HENGCHUN CITY WALLS (恆春縣城)

An Easy Walk Through the Historic City of Hengchun

When people think of visiting Pingtung County, the majority will picture the beaches and old street of perennial favourite, Kenting. The resort town can get a bit crowded though, and luckily southern Taiwan has more to offer, so even tourist-shy travellers can take advantage of the mild winters. The old town of Hengchun is one great alternative to Kenting, and the historic city walls provide visitors with the perfect ‘no plan’ day out. Just lace up your shoes and start walking, letting your interest and stomach divert you as necessary.

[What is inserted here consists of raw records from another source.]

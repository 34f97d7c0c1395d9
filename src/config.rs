//! Numeric parameters controlling each stage of the analysis.
//!
//! They appear here in roughly the order the pipeline uses them. Every field has the value of
//! the reference analysis as its default, and a TOML file only needs to name what it changes.
use crate::{anomaly::ReferencePeriod, error::Result, keys::AlternateGlobal};
use serde::Deserialize;

/// Parameters controlling the analysis.
///
/// # Examples
///
/// ```rust
/// use temperature_analysis::Parameters;
///
/// let params = Parameters::from_toml_str(
///     r#"
///     gridding_radius = 250.0
///     box_reference_period = [1961, 1990]
///     "#,
/// )
/// .unwrap();
///
/// assert_eq!(params.gridding_radius, 250.0);
/// assert_eq!(params.box_reference_period.first, 1961);
/// assert_eq!(params.station_combine_min_overlap, 4);
/// ```
#[derive(Debug, Clone, PartialEq, Deserialize)]
#[serde(default, deny_unknown_fields)]
pub struct Parameters {
    /// Years of annual anomaly overlap needed to add a duplicate record into a combined station
    /// record.
    pub station_combine_min_overlap: usize,
    /// Years either side of the middle of a potential combination considered when reconciling
    /// record pieces.
    pub station_combine_bucket_radius: i32,
    /// Valid years both pieces need inside the window when reconciling record pieces.
    pub station_combine_min_mid_years: usize,

    /// Years of overlap per calendar month needed to add a station into a cell.
    pub gridding_min_overlap: usize,
    /// Radius in kilometres used to find and weight stations for a cell.
    pub gridding_radius: f64,
    /// Radius of the earth in kilometres, turns the gridding radius into an angle.
    pub earth_radius: f64,
    /// Base period for cell anomalies.
    pub gridding_reference_period: ReferencePeriod,

    /// Cells with fewer valid months are not combined into boxes, and an ocean cell this short
    /// loses to the land cell.
    pub subbox_min_valid: usize,
    /// A land cell whose nearest station is closer than this (km) is preferred over the ocean.
    pub subbox_land_range: f64,
    /// Base period for box anomalies.
    pub subbox_reference_period: ReferencePeriod,

    /// Years of overlap per calendar month needed when combining cells, boxes and bands.
    pub box_min_overlap: usize,
    /// Base period for band and zone anomalies.
    pub box_reference_period: ReferencePeriod,

    /// Valid months needed for a zone's annual mean.
    pub zone_annual_min_months: usize,
    /// Formula used for the global annual and monthly means.
    pub alternate_global: AlternateGlobal,
    /// Blend hemispheres from their tropical and extratropical zones.
    pub alternate_hemispheres: bool,
}

impl Default for Parameters {
    fn default() -> Self {
        Parameters {
            station_combine_min_overlap: 4,
            station_combine_bucket_radius: 10,
            station_combine_min_mid_years: 5,

            gridding_min_overlap: 20,
            gridding_radius: 1200.0,
            earth_radius: 6371.0,
            gridding_reference_period: ReferencePeriod::new(1951, 1980),

            subbox_min_valid: 240,
            subbox_land_range: 100.0,
            subbox_reference_period: ReferencePeriod::new(1961, 1990),

            box_min_overlap: 20,
            box_reference_period: ReferencePeriod::new(1951, 1980),

            zone_annual_min_months: 6,
            alternate_global: AlternateGlobal::Bands,
            alternate_hemispheres: true,
        }
    }
}

impl Parameters {
    /// Create the default parameters.
    #[inline]
    pub fn new() -> Self {
        Parameters::default()
    }

    /// Read parameters from TOML, anything not mentioned keeps its default.
    pub fn from_toml_str(text: &str) -> Result<Self> {
        Ok(toml::from_str(text)?)
    }

    /// The gridding radius as an angle of arc in radians.
    #[inline]
    pub fn gridding_arc(&self) -> f64 {
        self.gridding_radius / self.earth_radius
    }
}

Built in 1879 by Qing dynasty authorities keen on strengthening city defences against local indigenous tribes, the walls themselves have been damaged multiple times, and now very little of those ancient walls remain. At the time it wasn’t uncommon for the authorities to protect urban centres with walls and gates (other places like Taipei and Changhua also have historic gates and place names derived from long demolished structures), but Hengchun’s are unique. Due to their distance from the power centres of successive governing regimes, they were spared damage from fighting or from authorities wanting to impose their image of an ideal city, and all four original gates have been left intact.

Distance: The walls themselves are 2.6km, but we probably ended up walking almost three times that because of diversions and whatnot.

Time: We spent a leisurely four hours to wander around, stopping for coffee, visiting a temple of two, talking to dogs, and just generally exploring anything which caught our interest.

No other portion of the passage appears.